The unexpected scratching of one of the state's top middle distance runners certainly sent shockwaves through the Multi-Sport Facility on the campus on Penn State University on Sunday.
But for Liam Conway, the fact that Josh Hoey was up in Boston chasing the national high school record in the 800 meters, didn't do much to alter his approach to the two races he was entered in at the PTFCA Indoor State Championships.
It was still all about the kick.
Conway, an Owen J. Roberts senior and Stanford recruit, knows how talented Hoey is: "Josh is an incredible competitor. He's like no other," he said. But with or without Hoey in the field, Conway also knows that these championship races usually come down to the kick.
He used his kick to run down the field to take second to state record holder Noah Affolder at last year's indoor state meet. He took third in a chaotic AAA 1,600 meters at outdoor states this past spring. So the veteran racer is no stranger to these high stakes races.
"Hearing (Hoey) wouldn't be here changed the gameplan a little bit, but not too drastically," Conway said. "For these championship meets, it's sort of a sit-and-kick type technique."
So, first came the mile. In addition to Conway, the field also included others hungry for a first state title like Noah Beveridge of Butler and Evan Addison of LaSalle. Conway hung in the pack, and with two laps to go, that trio separated themselves from the field. Beveridge made his intentions known and went for the win. But Conway stuck right on his shoulder and made his move around the final turn, powering home for the win in 4:15.26.
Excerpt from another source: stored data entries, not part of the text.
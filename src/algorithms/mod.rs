//! Instrumented algorithms
//!
//! Each family is a pure function from its input to a [`History`]:
//! - [`sorts`]: bubble, selection, insertion, merge, quick, heap, counting, radix
//! - [`search`]: linear and binary search
//! - [`traversal`]: breadth-first and depth-first traversal
//!
//! # Recording model
//!
//! Every comparison, every data movement and every structural milestone
//! records exactly one snapshot, after the mutation it reports has been
//! applied to the working copy. The last snapshot carries the run's
//! [`Outcome`](crate::snapshot::Outcome).

pub mod errors;
pub mod search;
pub mod sorts;
pub mod traversal;

pub use errors::InvalidInputError;

use crate::input::{AlgorithmInput, Family};
use crate::snapshot::{History, Value};
use tracing::{debug, warn};

/// Run `family` against `input` and return its full history
pub fn build_history(family: Family, input: &AlgorithmInput) -> Result<History, InvalidInputError> {
    let result = match (family, input) {
        (Family::Bubble, AlgorithmInput::Sequence(values)) => Ok(sorts::bubble::run(values)),
        (Family::Selection, AlgorithmInput::Sequence(values)) => {
            Ok(sorts::selection::run(values))
        }
        (Family::Insertion, AlgorithmInput::Sequence(values)) => {
            Ok(sorts::insertion::run(values))
        }
        (Family::Merge, AlgorithmInput::Sequence(values)) => Ok(sorts::merge::run(values)),
        (Family::Quick, AlgorithmInput::Sequence(values)) => Ok(sorts::quick::run(values)),
        (Family::Heap, AlgorithmInput::Sequence(values)) => Ok(sorts::heap::run(values)),
        (Family::Counting, AlgorithmInput::Sequence(values)) => sorts::counting::run(values),
        (Family::Radix, AlgorithmInput::Sequence(values)) => sorts::radix::run(values),
        (Family::Linear, AlgorithmInput::Search { values, target }) => {
            Ok(search::linear::run(values, *target))
        }
        (Family::Binary, AlgorithmInput::Search { values, target }) => {
            search::binary::run(values, *target)
        }
        (Family::Bfs, AlgorithmInput::Graph(graph)) => traversal::bfs::run(graph),
        (Family::Dfs, AlgorithmInput::Graph(graph)) => traversal::dfs::run(graph),
        _ => Err(InvalidInputError::FamilyMismatch {
            family,
            expected: family.input_kind(),
            got: input.kind(),
        }),
    };

    match &result {
        Ok(history) => debug!(family = family.id(), snapshots = history.len(), "built history"),
        Err(err) => warn!(family = family.id(), error = %err, "rejected input"),
    }
    result
}

/// Reject negative values for families that index by value
pub(crate) fn require_non_negative(family: Family, values: &[Value]) -> Result<(), InvalidInputError> {
    match values.iter().position(|&v| v < 0) {
        Some(index) => Err(InvalidInputError::NegativeValue {
            family,
            index,
            value: values[index],
        }),
        None => Ok(()),
    }
}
"Going through my head the entire race was just trusting in my kick that I have in the end," Conway said after the race. "Thankfully, it worked out today."
As he crossed the finish line, Conway's arms went in the air, a scene we've seen a few times over the past year. But there was little time for his celebration to continue. The 800 meters was waiting in a few hours.
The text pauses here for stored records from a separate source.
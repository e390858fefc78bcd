// Binary search over an ascending sequence

use crate::algorithms::InvalidInputError;
use crate::input::Family;
use crate::snapshot::{Auxiliary, Highlights, History, Mark, Outcome, Recorder, Role, Value};

/// Bounds as signed indices so `high` can drop below zero
fn bounds(low: isize, high: isize) -> Highlights {
    let as_mark = |i: isize| usize::try_from(i).ok().map(Mark::Index);
    Highlights::new()
        .with_opt(Role::Low, as_mark(low))
        .with_opt(Role::High, as_mark(high))
}

pub fn run(input: &[Value], target: Value) -> Result<History, InvalidInputError> {
    if let Some(pos) = input.windows(2).position(|w| w[1] < w[0]) {
        return Err(InvalidInputError::UnsortedSequence {
            index: pos + 1,
            value: input[pos + 1],
        });
    }

    let array = input.to_vec();
    let mut rec = Recorder::new(Family::Binary);
    let aux = || Some(Auxiliary::Target(target));

    rec.record_sequence(
        &array,
        aux(),
        Highlights::new(),
        format!("Starting binary search for target {} in a sorted array", target),
    );

    let mut low: isize = 0;
    let mut high: isize = array.len() as isize - 1;

    while low <= high {
        let mid = low + (high - low) / 2;
        let mid_index = mid as usize;
        let value = array[mid_index];

        rec.record_sequence(
            &array,
            aux(),
            bounds(low, high)
                .with(Role::Mid, Mark::Index(mid_index))
                .with(Role::Comparing, Mark::Index(mid_index)),
            format!(
                "Searching [{}-{}]; middle element is {} at index {}",
                low, high, value, mid
            ),
        );

        if value == target {
            return Ok(rec.finish_sequence(
                &array,
                aux(),
                bounds(low, high).with(Role::Found, Mark::Index(mid_index)),
                format!("Target {} found at index {}", target, mid),
                Outcome::Found { index: mid_index },
            ));
        }

        let status = if value < target {
            low = mid + 1;
            format!("{} < {}; narrowing to [{}-{}]", value, target, low, high)
        } else {
            high = mid - 1;
            format!("{} > {}; narrowing to [{}-{}]", value, target, low, high)
        };
        rec.record_sequence(
            &array,
            aux(),
            bounds(low, high).with(Role::Mid, Mark::Index(mid_index)),
            status,
        );
    }

    Ok(rec.finish_sequence(
        &array,
        aux(),
        Highlights::new(),
        format!("Target {} not found in the array", target),
        Outcome::NotFound,
    ))
}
"The mentality today was just focus one (race) at a time," he said. "After the mile, I knew I had to refocus and get out there for the eight."
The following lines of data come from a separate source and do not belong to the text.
// Integration tests for the instrumented sorting algorithms

use algoscope::algorithms::{build_history, InvalidInputError};
use algoscope::config::COUNTING_MAX_VALUE;
use algoscope::input::{AlgorithmInput, Family, InputKind};
use algoscope::snapshot::{Auxiliary, History, Mark, Outcome, Role, Value};

const SORTS: [Family; 8] = [
    Family::Bubble,
    Family::Selection,
    Family::Insertion,
    Family::Merge,
    Family::Quick,
    Family::Heap,
    Family::Counting,
    Family::Radix,
];

fn sort(family: Family, values: &[Value]) -> History {
    build_history(family, &AlgorithmInput::Sequence(values.to_vec()))
        .unwrap_or_else(|e| panic!("{} rejected {:?}: {}", family.id(), values, e))
}

fn terminal_values(history: &History) -> Vec<Value> {
    history
        .terminal()
        .sequence()
        .expect("sort history should hold a sequence")
        .to_vec()
}

#[test]
fn test_bubble_sort_compares_and_swaps_first_pair() {
    let history = sort(Family::Bubble, &[5, 3, 8, 1]);

    let compare = history
        .iter()
        .position(|s| s.highlights.get(Role::Comparing) == Some(&Mark::Pair(0, 1)))
        .expect("indices 0 and 1 should be compared");
    assert_eq!(history.get(compare).unwrap().sequence(), Some(&[5, 3, 8, 1][..]));

    // The swap is recorded right after the comparison, with the mutation applied
    let swap = history.get(compare + 1).unwrap();
    assert_eq!(swap.highlights.get(Role::Swapped), Some(&Mark::Pair(0, 1)));
    assert_eq!(swap.sequence(), Some(&[3, 5, 8, 1][..]));

    assert_eq!(terminal_values(&history), vec![1, 3, 5, 8]);
    assert_eq!(history.outcome(), Some(&Outcome::Sorted));
}

#[test]
fn test_bubble_sort_stops_after_a_pass_without_swaps() {
    let history = sort(Family::Bubble, &[1, 2, 3, 4]);

    // initial, pass start, three comparisons, pass end, terminal
    assert_eq!(history.len(), 7);
    assert!(history
        .iter()
        .all(|s| !s.highlights.contains(Role::Swapped)));
    assert!(history
        .get(5)
        .unwrap()
        .status
        .contains("made no swaps"));
}

#[test]
fn test_counting_sort_cumulative_table() {
    let history = sort(Family::Counting, &[4, 2, 2, 8, 3]);

    let cumulative = history
        .iter()
        .find(|s| s.status == "Finished building the cumulative count table")
        .expect("cumulative milestone should be recorded");
    match &cumulative.auxiliary {
        Some(Auxiliary::Counts { counts, output }) => {
            assert_eq!(counts, &vec![0, 0, 2, 3, 4, 4, 4, 4, 5]);
            assert!(output.iter().all(Option::is_none));
        }
        other => panic!("expected a count table, got {:?}", other),
    }

    assert_eq!(terminal_values(&history), vec![2, 2, 3, 4, 8]);
}

#[test]
fn test_counting_sort_places_right_to_left() {
    let history = sort(Family::Counting, &[1, 0, 1]);

    let placed: Vec<usize> = history
        .iter()
        .filter(|s| s.status.starts_with("Placed"))
        .filter_map(|s| s.highlights.index(Role::InputIndex))
        .collect();
    assert_eq!(placed, vec![2, 1, 0]);
}

#[test]
fn test_insertion_sort_shift_and_insert_steps() {
    let history = sort(Family::Insertion, &[3, 1, 2]);

    assert_eq!(history.len(), 11);
    let shifted = history
        .iter()
        .find(|s| s.highlights.contains(Role::Shifted))
        .unwrap();
    assert_eq!(shifted.sequence(), Some(&[3, 3, 2][..]));
    assert_eq!(terminal_values(&history), vec![1, 2, 3]);
}

#[test]
fn test_selection_sort_records_new_minimum() {
    let history = sort(Family::Selection, &[4, 9, 1]);

    let minimums: Vec<usize> = history
        .iter()
        .filter(|s| s.status.starts_with("New minimum"))
        .filter_map(|s| s.highlights.index(Role::MinIndex))
        .collect();
    assert_eq!(minimums, vec![2, 2]);
    assert_eq!(terminal_values(&history), vec![1, 4, 9]);
}

#[test]
fn test_merge_sort_fills_buffers() {
    let history = sort(Family::Merge, &[2, 1]);

    let buffers = history
        .iter()
        .find_map(|s| match &s.auxiliary {
            Some(Auxiliary::MergeBuffers { left, right, .. }) => Some((left.clone(), right.clone())),
            _ => None,
        })
        .unwrap();
    assert_eq!(buffers, (vec![2], vec![1]));
    assert_eq!(terminal_values(&history), vec![1, 2]);
}

#[test]
fn test_merge_sort_is_stable_on_ties() {
    let history = sort(Family::Merge, &[5, 5, 1, 5]);
    assert_eq!(terminal_values(&history), vec![1, 5, 5, 5]);
}

#[test]
fn test_quick_sort_single_element_is_trivially_sorted() {
    let history = sort(Family::Quick, &[7]);

    assert_eq!(history.len(), 3);
    assert_eq!(
        history.get(1).unwrap().highlights.get(Role::PivotPlaced),
        Some(&Mark::Index(0))
    );
}

#[test]
fn test_quick_sort_pivot_is_last_element() {
    let history = sort(Family::Quick, &[3, 9, 1, 5]);

    let first_partition = history
        .iter()
        .find(|s| s.status.starts_with("Partitioning"))
        .unwrap();
    assert_eq!(
        first_partition.highlights.get(Role::PivotIndex),
        Some(&Mark::Index(3))
    );
    assert_eq!(terminal_values(&history), vec![1, 3, 5, 9]);
}

#[test]
fn test_heap_sort_heap_size_never_grows() {
    let history = sort(Family::Heap, &[4, 10, 3, 5, 1]);

    let sizes: Vec<usize> = history
        .iter()
        .map(|s| match s.auxiliary {
            Some(Auxiliary::Heap { size }) => size,
            _ => panic!("every heap sort snapshot carries the heap size"),
        })
        .collect();
    assert!(sizes.windows(2).all(|w| w[1] <= w[0]));
    assert_eq!(sizes.first(), Some(&5));
    assert_eq!(sizes.last(), Some(&0));

    assert!(history
        .iter()
        .any(|s| s.highlights.contains(Role::HeapBuilt)));
    assert_eq!(terminal_values(&history), vec![1, 3, 4, 5, 10]);
}

/// Roots each sift-down starts from while the max heap is built
fn heap_build_roots(history: &History) -> Vec<usize> {
    let mut marks: Vec<usize> = Vec::new();
    for snapshot in history.iter() {
        if snapshot.highlights.contains(Role::HeapBuilt) {
            break;
        }
        if let Some(root) = snapshot.highlights.index(Role::HeapRoot) {
            if marks.last() != Some(&root) {
                marks.push(root);
            }
        }
    }
    // A sift that continues moves to a child of the previous root
    let mut starts = Vec::new();
    let mut previous: Option<usize> = None;
    for root in marks {
        let continues = previous.is_some_and(|p| root == 2 * p + 1 || root == 2 * p + 2);
        if !continues {
            starts.push(root);
        }
        previous = Some(root);
    }
    starts
}

#[test]
fn test_heap_sort_builds_from_last_parent_to_root() {
    // 4 sinks to index 1, then 3
    let history = sort(Family::Heap, &[4, 10, 3, 5, 1]);
    assert_eq!(heap_build_roots(&history), vec![1, 0]);

    let history = sort(Family::Heap, &[2, 7, 1, 8, 2, 8, 1, 8, 2]);
    assert_eq!(heap_build_roots(&history), vec![3, 2, 1, 0]);

    let history = sort(Family::Heap, &[9, 8, 7, 6, 5, 4, 3]);
    assert_eq!(heap_build_roots(&history), vec![2, 1, 0]);
}

#[test]
fn test_radix_sort_all_zero_input() {
    let history = sort(Family::Radix, &[0, 0, 0]);

    let passes: Vec<usize> = history
        .iter()
        .filter_map(|s| match s.auxiliary {
            Some(Auxiliary::Buckets { pass, .. }) => Some(pass),
            _ => None,
        })
        .collect();
    assert!(passes.iter().all(|&p| p == 1));
    assert_eq!(terminal_values(&history), vec![0, 0, 0]);
}

#[test]
fn test_radix_sort_runs_one_pass_per_digit() {
    let history = sort(Family::Radix, &[170, 45, 75, 90, 802, 24, 2, 66]);

    let last_pass = history
        .iter()
        .filter_map(|s| match s.auxiliary {
            Some(Auxiliary::Buckets { pass, .. }) => Some(pass),
            _ => None,
        })
        .max();
    assert_eq!(last_pass, Some(3));
    assert_eq!(
        terminal_values(&history),
        vec![2, 24, 45, 66, 75, 90, 170, 802]
    );
}

#[test]
fn test_empty_and_single_inputs_produce_terminal_snapshot() {
    for family in SORTS {
        for input in [&[][..], &[42][..]] {
            let history = sort(family, input);
            assert!(!history.is_empty());
            assert!(history.terminal().is_complete());
            assert_eq!(terminal_values(&history), input.to_vec());
            assert!(history
                .iter()
                .take(history.len() - 1)
                .all(|s| !s.is_complete()));
        }
    }
}

#[test]
fn test_negative_values_rejected_by_digit_sorts() {
    for family in [Family::Counting, Family::Radix] {
        let err = build_history(family, &AlgorithmInput::Sequence(vec![3, -1, 2])).unwrap_err();
        assert_eq!(
            err,
            InvalidInputError::NegativeValue {
                family,
                index: 1,
                value: -1
            }
        );
    }

    // Comparison sorts handle negatives
    let history = sort(Family::Quick, &[3, -1, 2]);
    assert_eq!(terminal_values(&history), vec![-1, 2, 3]);
}

#[test]
fn test_counting_sort_rejects_oversized_values() {
    let err = build_history(Family::Counting, &AlgorithmInput::Sequence(vec![1, 20_000])).unwrap_err();
    assert!(matches!(
        err,
        InvalidInputError::ValueTooLarge { index: 1, value: 20_000, .. }
    ));
}

#[test]
fn test_counting_sort_value_bound_is_inclusive() {
    let at_limit = sort(Family::Counting, &[COUNTING_MAX_VALUE, 3]);
    assert_eq!(terminal_values(&at_limit), vec![3, COUNTING_MAX_VALUE]);

    let over = AlgorithmInput::Sequence(vec![2, COUNTING_MAX_VALUE + 1]);
    assert_eq!(
        build_history(Family::Counting, &over),
        Err(InvalidInputError::ValueTooLarge {
            index: 1,
            value: COUNTING_MAX_VALUE + 1,
            limit: COUNTING_MAX_VALUE,
        })
    );
}

#[test]
fn test_family_mismatch_is_rejected() {
    let input = AlgorithmInput::Search {
        values: vec![1, 2, 3],
        target: 2,
    };
    let err = build_history(Family::Bubble, &input).unwrap_err();
    assert_eq!(
        err,
        InvalidInputError::FamilyMismatch {
            family: Family::Bubble,
            expected: InputKind::Sequence,
            got: InputKind::Search,
        }
    );
}

#[test]
fn test_every_sort_records_the_initial_input_first() {
    let input = [9, 4, 7, 1, 8];
    for family in SORTS {
        let history = sort(family, &input);
        assert_eq!(history.family(), family);
        assert_eq!(history.first().sequence(), Some(&input[..]));
        assert_eq!(terminal_values(&history), vec![1, 4, 7, 8, 9]);
    }
}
So he told his coaches the same thing he said to them last year in between races: "I'll do what I can."
But through the first few laps, it might have looked like he didn't have enough gas in the tank to pull off the double. He went straight to the back of the pack and stayed there through 400 meters. Neumann Goretti's Kamil Jihad and Ephrata's Tyler Shue took the field through the midway point in 56-low after a blazing 26-mid first 200.
But then Conway noticed the pace start to slow.
He made his move towards the front and slid into third with 200 meters to go. He sat on Shue, just like he did with Beveridge in the mile earlier in the day, and then made the decisive move to the lead around the final turn. He was then home free once more.
Conway crossed first in 1:53.51 for the win---another perfectly executed race.
"I regrouped myself and got back into that pack, and at that point I think I knew deep in me that I could pull something out," Conway said of falling behind early and catching back up.
"And it worked out."
Two races, two kicks, and two wins for Conway. It was a tremendous performance and one that won't be forgotten for a long time. Conway surely won't.
"I going to remember this forever," he said.
If there's such thing as a winning formula, Conway knows all the ingredients. And on Sunday at least, he was one of the few that knew the recipe.